WORK INSTRUCTIONS
Please return every line of the records that contains the word "ConVarFlags".

☆ ☆ ☆

/// Execute formatted text on a session.
///
/// ```
/// use bevy_console_runtime::console_exec;
/// use bevy_console_runtime::prelude::*;
///
/// let mut session = ConsoleSession::init(ConsoleConfig::default(), ManualClock::new());
/// session.register_var(ConVar::new("fov", 90i32)).unwrap();
/// let fov = 100;
/// assert!(console_exec!(session, CommandSource::Direct, "fov {}", fov));
/// assert_eq!(session.get::<i32>("fov"), Some(100));
/// ```
#[macro_export]
macro_rules! console_exec {
    ($session:expr, $source:expr, $($arg:tt)*) => {
        $session.executef($source, false, format_args!($($arg)*))
    };
}

#[cfg(test)]
mod tests {
    use super::*;
    use crate::core::scheduler::ManualClock;
    use std::sync::Arc;
    use std::sync::atomic::{AtomicUsize, Ordering};

    fn session() -> (ConsoleSession, ManualClock) {
        let clock = ManualClock::new();
        let session = ConsoleSession::init(ConsoleConfig::default(), clock.clone());
        (session, clock)
    }

    fn texts(session: &mut ConsoleSession) -> Vec<String> {
        session.drain_output().into_iter().map(|e| e.text).collect()
    }

    fn counter(session: &mut ConsoleSession, name: &'static str) -> Arc<AtomicUsize> {
        let count = Arc::new(AtomicUsize::new(0));
        let seen = Arc::clone(&count);
        session
            .register_cmd(ConCommand::new(name, move |_session, _args| {
                seen.fetch_add(1, Ordering::Relaxed);
                Ok(())
            }))
            .unwrap();
        count
    }

    #[test]
    fn test_execute_runs_every_statement() {
        let (mut session, _) = session();
        assert!(session.execute(CommandSource::Console, "echo a; echo \"b;c\"", false, false));
        assert_eq!(texts(&mut session), vec!["a", "b;c"]);
    }

    #[test]
    fn test_unknown_identifier_fails_but_siblings_run() {
        let (mut session, _) = session();
        assert!(!session.execute(CommandSource::Console, "nope; echo after", false, false));
        assert_eq!(
            texts(&mut session),
            vec![
                "nope: unknown identifier, or command arguments invalid.",
                "after"
            ]
        );
    }

    #[test]
    fn test_clamp_or_reject() {
        let (mut session, _) = session();
        session
            .register_var(ConVar::new("x", 0i32).range(0.0, 1.0))
            .unwrap();

        assert!(!session.execute(CommandSource::Console, "x 5", false, false));
        assert_eq!(session.get::<i32>("x"), Some(0));
        assert_eq!(texts(&mut session), vec!["Error: 0 <= x <= 1"]);

        assert!(session.execute(CommandSource::Console, "x force 5", false, false));
        assert_eq!(session.get::<i32>("x"), Some(5));
        assert_eq!(texts(&mut session), vec!["\"x\" = \"5\""]);
    }

    #[test]
    fn test_read_only_is_immutable() {
        let (mut session, _) = session();
        session
            .register_var(ConVar::new("ro", 0i32).flags(ConVarFlags::READ_ONLY))
            .unwrap();

        assert!(session.set_var("ro", "1", false).is_err());
        assert!(session.set_var("ro", "1", true).is_err());
        assert!(!session.execute(CommandSource::Console, "ro force 1", false, false));
        assert!(session.reset_var("ro").is_err());
        assert_eq!(session.get::<i32>("ro"), Some(0));
    }

    #[test]
    fn test_protected_needs_force_word() {
        let (mut session, _) = session();
        session
            .register_var(ConVar::new("sv-secret", 3i32).flags(ConVarFlags::PROTECTED))
            .unwrap();

        assert!(!session.execute(CommandSource::Console, "sv-secret 7", false, false));
        assert_eq!(session.get::<i32>("sv-secret"), Some(3));
        let out = texts(&mut session);
        assert_eq!(out.len(), 1);
        assert!(out[0].starts_with("sv-secret is protected."));
        assert!(out[0].contains("'sv-secret force 7'"));

        assert!(session.execute(CommandSource::Console, "sv-secret FORCE 7", false, false));
        assert_eq!(session.get::<i32>("sv-secret"), Some(7));
        assert_eq!(texts(&mut session), vec!["\"sv-secret\" = \"7\""]);
    }

    #[test]
    fn test_variable_print_forms() {
        let (mut session, _) = session();
        session.register_var(ConVar::new("name", String::from("player"))).unwrap();

        assert!(session.execute(CommandSource::Console, "name", false, false));
        assert!(session.execute(CommandSource::Console, "name a b c", false, false));
        assert_eq!(
            texts(&mut session),
            vec!["\"name\" = \"player\"", "\"name\" = \"player\""]
        );
    }

    #[test]
    fn test_var_silent_suppresses_set_echo() {
        let (mut session, _) = session();
        session.register_var(ConVar::new("fov", 90i32)).unwrap();
        session.set_var(VAR_SILENT_VAR, "1", false).unwrap();

        assert!(session.execute(CommandSource::Console, "fov 100", false, false));
        assert!(texts(&mut session).is_empty());
        assert_eq!(session.get::<i32>("fov"), Some(100));
    }

    #[test]
    fn test_change_callback_and_reresolve() {
        let (mut session, _) = session();
        session
            .register_var(ConVar::new("fov", 90i32).on_change(|session, name| {
                let value = session.get::<i32>(name).unwrap_or_default();
                // rebuild the entry with a new default
                session
                    .register_var(ConVar::new("fov", value).description("rebuilt"))
                    .unwrap();
            }))
            .unwrap();

        assert!(session.execute(CommandSource::Console, "fov 110", false, false));
        assert_eq!(texts(&mut session), vec!["\"fov\" = \"110\""]);
        assert_eq!(session.get_var("fov").map(ConVar::get_description), Some("rebuilt"));

        let changes = session.drain_changes();
        assert_eq!(changes, vec![ConVarChangedEvent::new("fov", "90", "110")]);
    }

    #[test]
    fn test_alias_expansion_keeps_source() {
        let (mut session, _) = session();
        let seen = Arc::new(std::sync::Mutex::new(Vec::new()));
        let log = Arc::clone(&seen);
        session
            .register_cmd(ConCommand::new("capture", move |_session, args| {
                if let Ok(mut log) = log.lock() {
                    log.push((args.join_from(0, " "), args.source(), args.is_network()));
                }
                Ok(())
            }))
            .unwrap();
        session.register_alias("foo", "capture %1 and %2").unwrap();

        assert!(session.execute(CommandSource::Bind, "foo a b", false, false));
        let seen = seen.lock().map(|v| v.clone()).unwrap_or_default();
        assert_eq!(seen, vec![("a and b".to_string(), CommandSource::Bind, false)]);
    }

    #[test]
    fn test_self_referential_alias_overflows() {
        let (mut session, _) = session();
        session.register_alias("loop", "loop").unwrap();

        session.enqueue_line("loop", Duration::ZERO, CommandSource::Console, false, 0);
        let report = session.pump();
        assert_eq!(report.passes, 100);
        assert!(report.overflowed);
        assert_eq!(session.buffer().queued(), 0);

        assert!(!session.execute(CommandSource::Console, "loop", false, false));
        assert!(
            texts(&mut session)
                .iter()
                .any(|l| l == "Console execution buffer overflow! Everything canceled.")
        );
    }

    #[test]
    fn test_alias_depth_limit() {
        let config = ConsoleConfig {
            max_alias_depth: Some(3),
            ..Default::default()
        };
        let mut session = ConsoleSession::init(config, ManualClock::new());
        session.register_alias("loop", "loop").unwrap();

        assert!(!session.execute(CommandSource::Console, "loop", false, false));
        let out = texts(&mut session);
        assert_eq!(out, vec!["Alias 'loop' exceeded the expansion depth limit (3)."]);
    }

    #[test]
    fn test_repeat_scheduling() {
        let (mut session, clock) = session();
        clock.set(Duration::from_secs(10));
        let bumps = counter(&mut session, "bump");

        session.schedule_repeat("bump", 3, Duration::from_secs(1), CommandSource::Console, false);
        let dues: Vec<_> = session.buffer().iter().map(|s| s.due).collect();
        assert_eq!(
            dues,
            vec![
                Duration::from_secs(11),
                Duration::from_secs(12),
                Duration::from_secs(13)
            ]
        );

        clock.advance(Duration::from_secs(2));
        session.pump();
        assert_eq!(bumps.load(Ordering::Relaxed), 2);

        clock.advance(Duration::from_secs(5));
        session.pump();
        assert_eq!(bumps.load(Ordering::Relaxed), 3);
        assert_eq!(session.buffer().queued(), 0);
    }

    #[test]
    fn test_reentrant_execute_from_handler() {
        let (mut session, _) = session();
        session
            .register_cmd(ConCommand::new("outer", |session, _args| {
                session.execute(CommandSource::Direct, "echo inner", false, false);
                session.post("outer done");
                Ok(())
            }))
            .unwrap();

        // The nested call drains the shared buffer, including "echo last".
        assert!(session.execute(CommandSource::Console, "outer; echo last", false, false));
        assert_eq!(texts(&mut session), vec!["inner", "last", "outer done"]);
        assert_eq!(session.buffer().queued(), 0);
    }

    #[test]
    fn test_nested_execute_depth_is_bounded() {
        let (mut session, _) = session();
        session
            .register_cmd(ConCommand::new("dive", |session, _args| {
                session.execute(CommandSource::Direct, "dive", false, false);
                Ok(())
            }))
            .unwrap();

        assert!(!session.execute(CommandSource::Console, "dive", true, false));
    }

    #[test]
    fn test_handler_failure_reports() {
        let (mut session, _) = session();
        session
            .register_cmd(ConCommand::new("fail", |_session, _args| {
                Err(ConsoleError::Failed("disk on fire".into()))
            }))
            .unwrap();

        assert!(!session.execute(CommandSource::Console, "fail", false, false));
        assert_eq!(texts(&mut session), vec!["disk on fire", "Error: 'fail' failed."]);
    }

    #[test]
    fn test_permission_denied() {
        let (mut session, _) = session();
        let runs = counter(&mut session, "kick");
        session.host_mut().server = true;

        assert!(!session.execute(CommandSource::Console, "kick", false, true));
        assert_eq!(runs.load(Ordering::Relaxed), 0);
        assert_eq!(texts(&mut session), vec!["kick can't be used by remote clients."]);

        assert!(!session.execute(CommandSource::Unknown, "kick", false, false));
        assert!(session.execute(CommandSource::Console, "kick", false, false));
        assert_eq!(runs.load(Ordering::Relaxed), 1);
    }

    #[test]
    fn test_silent_execution() {
        let (mut session, _) = session();
        assert!(session.execute(CommandSource::Console, "echo hidden", true, false));
        assert!(texts(&mut session).is_empty());
        assert!(!session.is_silent());
    }

    #[test]
    fn test_unterminated_quote_warns_and_keeps_rest() {
        let (mut session, _) = session();
        assert!(session.execute(CommandSource::Console, "echo \"hello world", false, false));
        let out = texts(&mut session);
        assert_eq!(out.len(), 2);
        assert!(out[0].starts_with("Warning: unterminated quote"));
        assert_eq!(out[1], "hello world");
    }

    #[test]
    fn test_typed_accessors() {
        let (mut session, _) = session();
        session.register_var(ConVar::new("rate", 10i32).min(1.0)).unwrap();
        session.set("rate", 20i32, false).unwrap();
        assert_eq!(session.get::<i32>("rate"), Some(20));
        assert_eq!(session.get_string("rate"), Some("20".into()));
        session.inc_var("rate", false).unwrap();
        session.dec_var("rate", false).unwrap();
        session.dec_var("rate", false).unwrap();
        assert_eq!(session.get::<i32>("rate"), Some(19));
        assert!(matches!(session.set_var("nope", "1", false), Err(VarError::Unknown { .. })));
    }

    #[test]
    fn test_completion_narrowing() {
        let (mut session, _) = session();
        for word in ["foo", "food", "foot"] {
            session.register_known_word(word);
        }

        let done = session.complete_word_with("fo", CompletionMode::List);
        assert_eq!(done.map(|c| (c.replacement, c.match_count)), Some(("foo".into(), 3)));
        assert_eq!(texts(&mut session), vec!["  foo", "  food", "  foot"]);

        let done = session.complete_word_with("food", CompletionMode::List);
        assert_eq!(done.map(|c| (c.replacement, c.match_count)), Some(("food".into(), 1)));
    }

    #[test]
    fn test_complete_line_cycle() {
        let (mut session, _) = session();
        for word in ["foo", "food", "foot"] {
            session.register_known_word(word);
        }
        session.set_var(COMPLETION_VAR, "1", false).unwrap();

        let line = session.complete_line("echo fo");
        assert_eq!(line, "echo foo");
        let line = session.complete_line(&line);
        assert_eq!(line, "echo food");
        let line = session.complete_line(&line);
        assert_eq!(line, "echo foot");
        assert_eq!(session.complete_line("echo zz"), "echo zz");
    }

    #[test]
    fn test_complete_line_list() {
        let (mut session, _) = session();
        session.register_known_word("listmaps");
        assert_eq!(session.complete_line("wait 1; listm"), "wait 1; listmaps");
        assert_eq!(session.complete_line(""), "");
    }

    #[test]
    fn test_world_actions_are_queued() {
        let (mut session, _) = session();
        session.queue_world_action(|_world| {});
        assert_eq!(session.take_world_actions().len(), 1);
        assert!(session.take_world_actions().is_empty());
    }

    #[test]
    fn test_shutdown() {
        let (mut session, _) = session();
        session.schedule_after("echo later", Duration::from_secs(1), CommandSource::Console, false);
        session.shutdown();
        assert_eq!(session.buffer().queued(), 0);
        assert!(session.registry().is_empty());
        assert!(!session.execute(CommandSource::Console, "echo x", false, false));
    }

    #[test]
    fn test_executef_macro() {
        let (mut session, _) = session();
        let who = "world";
        assert!(crate::console_exec!(session, CommandSource::Direct, "echo hello {}", who));
        assert_eq!(texts(&mut session), vec!["hello", "world"]);
    }
}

☆ ☆ ☆

YOUR SOLUTION
            .register_var(ConVar::new("ro", 0i32).flags(ConVarFlags::READ_ONLY))
            .register_var(ConVar::new("sv-secret", 3i32).flags(ConVarFlags::PROTECTED))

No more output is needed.